* TO DO
A line belongs in the answer if it contains "next"; copy every such line from the entries below.

· · ·

use candle_core::{DType, IndexOp, Result, Tensor, D};
use candle_nn::{ops::log_softmax, VarBuilder};

use crate::{
    beam_search::{BeamSearch, StepDecoder},
    config::TransformerConfig,
    ctc::Ctc,
    data::Batch,
    decoder::TransformerDecoder,
    encoder::TransformerEncoder,
    error::ModelError,
    model::{sequence_cross_entropy, PaddedLabels, SpeechModel},
    utils::{causal_mask, key_padding_mask},
};

/// Transformer encoder-decoder with an optional CTC branch on the encoder.
pub struct TransformerSeq2seq {
    encoder: TransformerEncoder,
    decoder: TransformerDecoder,
    ctc: Option<Ctc>,
    label_smoothing_prob: f64,
    ctc_loss_weight: f64,
    sos: u32,
    eos: u32,
}

impl TransformerSeq2seq {
    pub fn new(config: &TransformerConfig, vb: VarBuilder) -> Result<Self> {
        config.validate().map_err(ModelError::into_candle)?;

        let vocab_size = config.num_classes + 2;
        let encoder = TransformerEncoder::new(config, vb.pp("encoder"))?;
        let decoder = TransformerDecoder::new(config, vocab_size, vb.pp("decoder"))?;
        let ctc = if config.ctc_loss_weight > 0. {
            let init = 1. / (config.d_model as f64).sqrt();
            Some(Ctc::new(config.d_model, config.num_classes, init, vb.pp("ctc"))?)
        } else {
            None
        };

        Ok(Self {
            encoder,
            decoder,
            ctc,
            label_smoothing_prob: config.label_smoothing_prob,
            ctc_loss_weight: config.ctc_loss_weight,
            sos: config.num_classes as u32,
            eos: config.num_classes as u32 + 1,
        })
    }

    /// Decoder logits `(batch, L, vocab)` for teacher-forced inputs `ys_in`.
    fn forward_decoder(
        &self,
        enc_out: &Tensor,
        x_lens: &[usize],
        ys_in: &Tensor,
        train: bool,
    ) -> Result<Tensor> {
        let (_, max_len) = ys_in.dims2()?;
        let (_, enc_len, _) = enc_out.dims3()?;
        let yy_mask = causal_mask(max_len, ys_in.device())?;
        let x_lens = x_lens.iter().map(|&len| len.max(1)).collect::<Vec<_>>();
        let xy_mask = key_padding_mask(&x_lens, max_len, enc_len, ys_in.device())?;
        self.decoder
            .forward(ys_in, &yy_mask, enc_out, &xy_mask, train)
    }
}

impl SpeechModel for TransformerSeq2seq {
    fn loss(&self, batch: &Batch, _step: usize, train: bool) -> Result<Tensor> {
        let (enc_out, _) = self.encoder.forward(&batch.xs, &batch.x_lens, train)?;

        let ctc_loss = match &self.ctc {
            Some(ctc) => Some(ctc.loss(&enc_out, &batch.x_lens, &batch.ys)?),
            None => None,
        };
        if self.ctc_loss_weight >= 1. {
            if let Some(ctc_loss) = ctc_loss {
                return Ok(ctc_loss);
            }
        }

        let labels = PaddedLabels::new(&batch.ys, self.sos, self.eos, enc_out.device())?;
        let logits = self.forward_decoder(&enc_out, &batch.x_lens, &labels.ys_in, train)?;
        let att_loss = sequence_cross_entropy(
            &logits,
            &labels.ys_out,
            &labels.mask,
            self.label_smoothing_prob,
        )?;

        match ctc_loss {
            Some(ctc_loss) => {
                (att_loss * (1. - self.ctc_loss_weight))? + (ctc_loss * self.ctc_loss_weight)?
            }
            None => Ok(att_loss),
        }
    }

    fn decode(
        &self,
        xs: &Tensor,
        x_lens: &[usize],
        beam_width: usize,
        max_decode_len: usize,
    ) -> Result<Vec<Vec<u32>>> {
        let (enc_out, _) = self.encoder.forward(xs, x_lens, false)?;
        let search = BeamSearch::new(beam_width, max_decode_len, self.sos, self.eos);

        x_lens
            .iter()
            .enumerate()
            .map(|(b, &len)| {
                let len = len.max(1);
                let enc_out = enc_out.narrow(0, b, 1)?.narrow(1, 0, len)?.contiguous()?;
                search.best(&PrefixDecoder {
                    model: self,
                    enc_out,
                    len,
                })
            })
            .collect()
    }

    fn decode_ctc(&self, xs: &Tensor, x_lens: &[usize]) -> Result<Option<Vec<Vec<u32>>>> {
        match &self.ctc {
            Some(ctc) => {
                let (enc_out, _) = self.encoder.forward(xs, x_lens, false)?;
                Ok(Some(ctc.greedy_decode(&enc_out, x_lens)?))
            }
            None => Ok(None),
        }
    }

    fn ctc_loss_weight(&self) -> f64 {
        self.ctc_loss_weight
    }
}

/// Re-runs the decoder over the whole prefix at every step.
struct PrefixDecoder<'a> {
    model: &'a TransformerSeq2seq,
    enc_out: Tensor,
    len: usize,
}

impl StepDecoder for PrefixDecoder<'_> {
    /// Tokens consumed so far.
    type State = Vec<u32>;

    fn initial_state(&self) -> Result<Vec<u32>> {
        Ok(vec![])
    }

    fn step(&self, prefix: &Vec<u32>, token: u32) -> Result<(Vec<f32>, Vec<u32>)> {
        let mut prefix = prefix.clone();
        prefix.push(token);

        let ys_in = Tensor::new(prefix.as_slice(), self.enc_out.device())?.unsqueeze(0)?;
        let logits = self
            .model
            .forward_decoder(&self.enc_out, &[self.len], &ys_in, false)?;
        let last = logits.i((0, prefix.len() - 1))?;
        let mut log_probs = log_softmax(&last, D::Minus1)?
            .to_dtype(DType::F32)?
            .to_vec1::<f32>()?;
        log_probs[self.model.sos as usize] = f32::NEG_INFINITY;
        Ok((log_probs, prefix))
    }
}
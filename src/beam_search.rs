use candle_core::Result;

/// One decoding step of an autoregressive model for a single utterance.
pub trait StepDecoder {
    type State: Clone;

    fn initial_state(&self) -> Result<Self::State>;

    /// Consumes `token` and returns the log probabilities of the next token.
    fn step(&self, state: &Self::State, token: u32) -> Result<(Vec<f32>, Self::State)>;
}

#[derive(Debug, Clone)]
pub struct Hypothesis<S> {
    /// Emitted tokens, without sos and eos.
    pub tokens: Vec<u32>,
    pub score: f32,
    pub finished: bool,
    state: S,
}

#[derive(Debug, Clone, Copy)]
pub struct BeamSearch {
    pub beam_width: usize,
    pub max_len: usize,
    pub sos: u32,
    pub eos: u32,
}

impl BeamSearch {
    pub fn new(beam_width: usize, max_len: usize, sos: u32, eos: u32) -> Self {
        Self {
            beam_width: beam_width.max(1),
            max_len,
            sos,
            eos,
        }
    }

    /// Returns hypotheses sorted by score, best first.
    pub fn search<D: StepDecoder>(&self, decoder: &D) -> Result<Vec<Hypothesis<D::State>>> {
        let mut beams = vec![Hypothesis {
            tokens: vec![],
            score: 0.,
            finished: false,
            state: decoder.initial_state()?,
        }];
        let mut finished = Vec::new();

        for _ in 0..self.max_len {
            let mut candidates = Vec::with_capacity(beams.len() * self.beam_width);
            for hyp in &beams {
                let last = hyp.tokens.last().copied().unwrap_or(self.sos);
                let (log_probs, state) = decoder.step(&hyp.state, last)?;
                for (token, log_prob) in top_k(&log_probs, self.beam_width) {
                    let mut tokens = hyp.tokens.clone();
                    let is_eos = token == self.eos;
                    if !is_eos {
                        tokens.push(token);
                    }
                    candidates.push(Hypothesis {
                        tokens,
                        score: hyp.score + log_prob,
                        finished: is_eos,
                        state: state.clone(),
                    });
                }
            }

            candidates.sort_by(|a, b| b.score.total_cmp(&a.score));
            candidates.truncate(self.beam_width);

            beams = Vec::with_capacity(self.beam_width);
            for hyp in candidates {
                if hyp.finished {
                    finished.push(hyp);
                } else {
                    beams.push(hyp);
                }
            }

            if beams.is_empty() || finished.len() >= self.beam_width {
                break;
            }
        }

        // hypotheses cut by max_len compete with the finished ones
        finished.extend(beams);
        finished.sort_by(|a, b| b.score.total_cmp(&a.score));
        Ok(finished)
    }

    pub fn best<D: StepDecoder>(&self, decoder: &D) -> Result<Vec<u32>> {
        Ok(self
            .search(decoder)?
            .into_iter()
            .next()
            .map(|hyp| hyp.tokens)
            .unwrap_or_default())
    }
}

/// Indices and values of the `k` largest entries, largest first.
fn top_k(values: &[f32], k: usize) -> Vec<(u32, f32)> {
    let mut indexed = values
        .iter()
        .enumerate()
        .map(|(i, &v)| (i as u32, v))
        .collect::<Vec<_>>();
    indexed.sort_by(|a, b| b.1.total_cmp(&a.1));
    indexed.truncate(k);
    indexed
}
use candle_core::{Module, Result, Tensor};
use candle_nn::{linear, Linear, ModuleT, VarBuilder};

use crate::{
    config::{FfnNonlinear, PeType, SelfAttentionType, TransformerConfig},
    embeddings::{LabelEmbedding, PositionalEncoding},
    error::ModelError,
    feed_forward::PositionwiseFeedForward,
    layer_norm::LayerNormalization,
    multi_head_attention::MultiHeadAttention,
    residual_connection::ResidualConnection,
};

struct SourceAttention {
    attn: MultiHeadAttention,
    residual: ResidualConnection,
}

/// A single pre-LN layer of the transformer decoder.
pub struct TransformerDecoderBlock {
    self_attn: MultiHeadAttention,
    self_residual: ResidualConnection,
    src_attn: Option<SourceAttention>,
    feed_forward: PositionwiseFeedForward,
    ffn_residual: ResidualConnection,
}

/// Outputs of one decoder block.
pub struct DecoderBlockOutput {
    pub ys: Tensor,
    /// `(batch, heads, L, L)`
    pub yy_aws: Tensor,
    /// `(batch, heads, L, T)`, absent without source-target attention.
    pub xy_aws: Option<Tensor>,
}

impl TransformerDecoderBlock {
    #[allow(clippy::too_many_arguments)]
    pub fn new(
        d_model: usize,
        d_ff: usize,
        atype: SelfAttentionType,
        n_heads: usize,
        dropout: f32,
        dropout_att: f32,
        layer_norm_eps: f64,
        ffn_nonlinear: FfnNonlinear,
        src_tgt_attention: bool,
        vb: VarBuilder,
    ) -> Result<Self> {
        if atype == SelfAttentionType::Average {
            return Err(ModelError::not_implemented("average self-attention").into_candle());
        }

        let mha = |name: &str| {
            MultiHeadAttention::new(d_model, d_model, d_model, n_heads, dropout_att, vb.pp(name))
        };

        let self_attn = mha("self_attn")?;
        let self_residual = ResidualConnection::new(d_model, dropout, layer_norm_eps, vb.pp("norm1"))?;

        let src_attn = if src_tgt_attention {
            Some(SourceAttention {
                attn: mha("src_attn")?,
                residual: ResidualConnection::new(d_model, dropout, layer_norm_eps, vb.pp("norm2"))?,
            })
        } else {
            None
        };

        let feed_forward = PositionwiseFeedForward::new(
            d_model,
            d_ff,
            d_model,
            dropout,
            ffn_nonlinear,
            vb.pp("feed_forward"),
        )?;
        let ffn_residual = ResidualConnection::new(d_model, dropout, layer_norm_eps, vb.pp("norm3"))?;

        Ok(Self {
            self_attn,
            self_residual,
            src_attn,
            feed_forward,
            ffn_residual,
        })
    }

    /// ys: `(batch, L, d_model)`, yy_mask: `(batch, L, L)`,
    /// xs: encoder outputs `(batch, T, d_model)`, xy_mask: `(batch, L, T)`.
    pub fn forward(
        &self,
        ys: &Tensor,
        yy_mask: Option<&Tensor>,
        xs: Option<&Tensor>,
        xy_mask: Option<&Tensor>,
        train: bool,
    ) -> Result<DecoderBlockOutput> {
        let (ys, yy_aws) = self.self_residual.forward(
            ys,
            |ys| self.self_attn.forward(ys, ys, ys, yy_mask, train),
            train,
        )?;

        let (ys, xy_aws) = match (&self.src_attn, xs) {
            (Some(src), Some(xs)) => {
                let (ys, aws) = src.residual.forward(
                    &ys,
                    |ys| src.attn.forward(ys, xs, xs, xy_mask, train),
                    train,
                )?;
                (ys, Some(aws))
            }
            (Some(_), None) => candle_core::bail!("source-target attention needs encoder outputs"),
            (None, _) => (ys, None),
        };

        let (ys, ()) = self.ffn_residual.forward(
            &ys,
            |ys| Ok((self.feed_forward.forward_t(ys, train)?, ())),
            train,
        )?;

        Ok(DecoderBlockOutput { ys, yy_aws, xy_aws })
    }
}

/// Label embedding, positional encoding, a stack of decoder blocks, final norm
/// and the projection onto the vocabulary.
pub struct TransformerDecoder {
    embed: LabelEmbedding,
    pos_enc: PositionalEncoding,
    blocks: Vec<TransformerDecoderBlock>,
    norm: LayerNormalization,
    output: Linear,
}

impl TransformerDecoder {
    pub fn new(config: &TransformerConfig, vocab_size: usize, vb: VarBuilder) -> Result<Self> {
        let d_model = config.d_model;
        let d_embed = match config.pe_type {
            PeType::Concat => d_model / 2,
            PeType::None | PeType::Add => d_model,
        };
        let embed = LabelEmbedding::new(vocab_size, d_embed, 0., vb.pp("embed"))?;
        let pos_enc = PositionalEncoding::new(
            d_embed,
            config.dropout,
            config.pe_type,
            config.max_len,
            vb.dtype(),
            vb.device(),
        )?;

        let blocks = (0..config.dec_n_layers)
            .map(|i| {
                TransformerDecoderBlock::new(
                    d_model,
                    config.d_ff,
                    config.attention_type,
                    config.n_heads,
                    config.dropout,
                    config.dropout_att,
                    config.layer_norm_eps,
                    config.ffn_nonlinear,
                    config.src_tgt_attention,
                    vb.pp(format!("layers.{i}")),
                )
            })
            .collect::<Result<Vec<_>>>()?;

        let norm = LayerNormalization::new(d_model, config.layer_norm_eps, vb.pp("norm_out"))?;
        let output = linear(d_model, vocab_size, vb.pp("output"))?;

        Ok(Self {
            embed,
            pos_enc,
            blocks,
            norm,
            output,
        })
    }

    /// ys: `(batch, L)` token ids. Returns logits `(batch, L, vocab)`.
    pub fn forward(
        &self,
        ys: &Tensor,
        yy_mask: &Tensor,
        xs: &Tensor,
        xy_mask: &Tensor,
        train: bool,
    ) -> Result<Tensor> {
        let mut out = self
            .pos_enc
            .forward_t(&self.embed.forward_t(ys, train)?, train)?;
        for block in &self.blocks {
            out = block
                .forward(&out, Some(yy_mask), Some(xs), Some(xy_mask), train)?
                .ys;
        }
        self.output.forward(&self.norm.forward(&out)?)
    }
}

#[cfg(test)]
mod tests {
    use candle_core::{DType, Device};
    use candle_nn::VarMap;

    use super::*;
    use crate::utils::{causal_mask, key_padding_mask};

    fn block(src_tgt_attention: bool, vb: VarBuilder) -> Result<TransformerDecoderBlock> {
        TransformerDecoderBlock::new(
            16,
            32,
            SelfAttentionType::ScaledDot,
            4,
            0.1,
            0.1,
            1e-12,
            FfnNonlinear::Gelu,
            src_tgt_attention,
            vb,
        )
    }

    #[test]
    fn test_decoder_block_outputs() {
        let device = Device::Cpu;
        let varmap = VarMap::new();
        let vb = VarBuilder::from_varmap(&varmap, DType::F32, &device);
        let block = block(true, vb).unwrap();

        let ys = Tensor::randn(0f32, 1., (2, 4, 16), &device).unwrap();
        let xs = Tensor::randn(0f32, 1., (2, 6, 16), &device).unwrap();
        let yy_mask = causal_mask(4, &device).unwrap();
        let xy_mask = key_padding_mask(&[6, 3], 4, 6, &device).unwrap();

        let out = block
            .forward(&ys, Some(&yy_mask), Some(&xs), Some(&xy_mask), true)
            .unwrap();
        assert_eq!(out.ys.dims3().unwrap(), (2, 4, 16));
        assert_eq!(out.yy_aws.dims4().unwrap(), (2, 4, 4, 4));
        assert_eq!(out.xy_aws.unwrap().dims4().unwrap(), (2, 4, 4, 6));
    }

    #[test]
    fn test_decoder_block_without_source_attention() {
        let device = Device::Cpu;
        let varmap = VarMap::new();
        let vb = VarBuilder::from_varmap(&varmap, DType::F32, &device);
        let block = block(false, vb).unwrap();
        assert!(!varmap
            .data()
            .lock()
            .unwrap()
            .keys()
            .any(|k| k.starts_with("src_attn")));

        let ys = Tensor::randn(0f32, 1., (1, 3, 16), &device).unwrap();
        let out = block.forward(&ys, None, None, None, false).unwrap();
        assert!(out.xy_aws.is_none());
        assert_eq!(out.ys.dims3().unwrap(), (1, 3, 16));
    }

    #[test]
    fn test_average_self_attention_is_not_implemented() {
        let varmap = VarMap::new();
        let vb = VarBuilder::from_varmap(&varmap, DType::F32, &Device::Cpu);
        let err = TransformerDecoderBlock::new(
            16,
            32,
            SelfAttentionType::Average,
            4,
            0.1,
            0.1,
            1e-12,
            FfnNonlinear::Relu,
            true,
            vb,
        )
        .err()
        .unwrap();
        assert!(err.to_string().contains("not implemented"));
    }

    #[test]
    fn test_decoder_stack_logits() {
        let device = Device::Cpu;
        let varmap = VarMap::new();
        let vb = VarBuilder::from_varmap(&varmap, DType::F32, &device);
        let config = TransformerConfig {
            d_model: 16,
            d_ff: 32,
            n_heads: 2,
            dec_n_layers: 2,
            ..Default::default()
        };
        let decoder = TransformerDecoder::new(&config, 29, vb).unwrap();

        let ys = Tensor::new(&[[27u32, 1, 2], [27, 5, 28]], &device).unwrap();
        let xs = Tensor::randn(0f32, 1., (2, 6, 16), &device).unwrap();
        let yy_mask = causal_mask(3, &device).unwrap();
        let xy_mask = key_padding_mask(&[6, 4], 3, 6, &device).unwrap();
        let logits = decoder
            .forward(&ys, &yy_mask, &xs, &xy_mask, false)
            .unwrap();
        assert_eq!(logits.dims3().unwrap(), (2, 3, 29));
    }
}
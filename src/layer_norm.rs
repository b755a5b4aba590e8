use candle_core::{Result, Tensor, D};
use candle_nn::{Init, Module, VarBuilder};

/// Layer normalization over the last dimension with a learnable gain and bias.
#[derive(Debug, Clone)]
pub struct LayerNormalization {
    eps: f64,
    gamma: Tensor,
    beta: Tensor,
}

impl LayerNormalization {
    pub fn new(features: usize, eps: f64, vb: VarBuilder) -> Result<Self> {
        let gamma = vb.get_with_hints(features, "weight", Init::Const(1.))?;
        let beta = vb.get_with_hints(features, "bias", Init::Const(0.))?;
        Ok(Self { eps, gamma, beta })
    }
}

impl Module for LayerNormalization {
    fn forward(&self, xs: &Tensor) -> Result<Tensor> {
        let mean = xs.mean_keepdim(D::Minus1)?;
        let centered = xs.broadcast_sub(&mean)?;
        let var = centered.sqr()?.mean_keepdim(D::Minus1)?;
        centered
            .broadcast_div(&(var + self.eps)?.sqrt()?)?
            .broadcast_mul(&self.gamma)?
            .broadcast_add(&self.beta)
    }
}

#[cfg(test)]
mod tests {
    use candle_core::{test_utils::to_vec3_round, DType, Device};
    use candle_nn::VarMap;

    use super::*;

    #[test]
    fn test_layer_norm() {
        let varmap = VarMap::new();
        let vb = VarBuilder::from_varmap(&varmap, DType::F32, &Device::Cpu);
        let layer = LayerNormalization::new(3, 1e-5, vb).unwrap();
        let xs = Tensor::new(
            &[[[1f32, 2., 3.], [4., 5., 6.], [9., 8., 7.]]],
            &Device::Cpu,
        )
        .unwrap();
        let ys = layer.forward(&xs).unwrap();
        assert_eq!(
            to_vec3_round(&ys, 4).unwrap(),
            &[[
                [-1.2247, 0.0, 1.2247],
                [-1.2247, 0.0, 1.2247],
                [1.2247, 0.0, -1.2247]
            ]]
        );
    }

    #[test]
    fn test_layer_norm_registers_parameters() {
        let varmap = VarMap::new();
        let vb = VarBuilder::from_varmap(&varmap, DType::F32, &Device::Cpu);
        LayerNormalization::new(8, 1e-12, vb.pp("norm1")).unwrap();
        let data = varmap.data().lock().unwrap();
        assert!(data.contains_key("norm1.weight"));
        assert!(data.contains_key("norm1.bias"));
    }
}
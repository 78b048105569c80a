//! Node interface
//!
//! The capability contract every executable unit satisfies, and the shared
//! execution context the scheduler passes into each step. Side effects a
//! node requests during a step (change marks, errors, stage activation) are
//! queued as commands on the context and applied by the scheduler right
//! after the step returns; re-entrant mutation of scheduler state from
//! inside a step is not expressible.

use std::time::Duration;

use cascade_ir::{NodeKey, ParamName};

use crate::error::Error;

/// Why a cycle was driven.
///
/// Time-driven nodes evaluate their firing condition only on `TimerTick`
/// cycles; any other reason is a complete no-op for them.
#[derive(Debug, Clone, Copy, Default, PartialEq, Eq)]
pub enum RunReason {
    #[default]
    TimerTick,
    ChannelInput,
    Other,
}

/// A side effect requested by the currently executing node.
#[derive(Debug)]
pub(crate) enum Command {
    MarkChanged(ParamName),
    ReportError(Error),
    ActivateStage,
}

/// Execution context shared across all node steps in a cycle.
///
/// One instance lives on the scheduler and is reused for every step; the
/// command buffer's allocation is recycled between steps.
#[derive(Debug, Default)]
pub struct Context {
    /// Accumulated elapsed time since program start, caller-supplied.
    pub elapsed: Duration,
    /// Allowed early-fire margin for timers.
    pub tolerance: Duration,
    /// Why this cycle was driven.
    pub reason: RunReason,
    pub(crate) commands: Vec<Command>,
}

impl Context {
    /// Declare that the given output parameter produced a new value this
    /// step. Downstream propagation follows the node's outgoing edges.
    pub fn mark_changed(&mut self, param: impl Into<ParamName>) {
        self.commands.push(Command::MarkChanged(param.into()));
    }

    /// Surface a recoverable error without aborting the cycle.
    pub fn report_error(&mut self, err: Error) {
        self.commands.push(Command::ReportError(err));
    }

    /// Request that the stage associated with this node become the active
    /// stage of its sequence. Ignored unless this node is an entry node.
    pub fn activate_stage(&mut self) {
        self.commands.push(Command::ActivateStage);
    }
}

/// An executable unit owned by the scheduler.
pub trait Node: Send {
    /// One-time setup before any cycles run.
    fn init(&mut self, _ctx: &mut Context) {}

    /// Execute one step of this node.
    fn next(&mut self, ctx: &mut Context);

    /// Clear internal timers and one-shot memory. Called when the stage
    /// containing this node is (re-)activated.
    fn reset(&mut self) {}

    /// Whether the given output parameter currently holds a truthy value.
    /// Gates one-shot edge propagation.
    fn is_output_truthy(&self, param: &ParamName) -> bool;
}

/// Receives errors reported by nodes during execution.
pub type ErrorHandler = Box<dyn FnMut(&NodeKey, &Error) + Send>;

/// Invoked at the end of every cycle, after the changed set is cleared.
/// Used by hosts to release per-cycle scratch buffers.
pub type CycleCallback = Box<dyn FnMut() + Send>;
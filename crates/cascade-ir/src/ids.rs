//! Identifier newtypes
//!
//! Keys are plain strings in the compiled program; newtypes keep the
//! different namespaces from mixing at API boundaries.

use std::fmt;

use serde::{Deserialize, Serialize};

macro_rules! string_id {
    ($(#[$doc:meta])* $name:ident) => {
        $(#[$doc])*
        #[derive(Debug, Clone, Default, PartialEq, Eq, Hash, PartialOrd, Ord, Serialize, Deserialize)]
        #[serde(transparent)]
        pub struct $name(pub String);

        impl fmt::Display for $name {
            fn fmt(&self, f: &mut fmt::Formatter<'_>) -> fmt::Result {
                write!(f, "{}", self.0)
            }
        }

        impl From<&str> for $name {
            fn from(s: &str) -> Self {
                Self(s.to_string())
            }
        }

        impl From<String> for $name {
            fn from(s: String) -> Self {
                Self(s)
            }
        }

        impl $name {
            /// Borrow the underlying string.
            pub fn as_str(&self) -> &str {
                &self.0
            }
        }
    };
}

string_id! {
    /// Unique identifier for a program node
    NodeKey
}

string_id! {
    /// Name of an input or output parameter on a node
    ParamName
}

string_id! {
    /// Unique identifier for a sequence
    SequenceKey
}

string_id! {
    /// Unique identifier for a stage within a sequence
    StageKey
}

· · ·

* TASK ANSWER
    /// Consumes `token` and returns the log probabilities of the next token.
            .next()
    fn next(&mut self, ctx: &mut Context);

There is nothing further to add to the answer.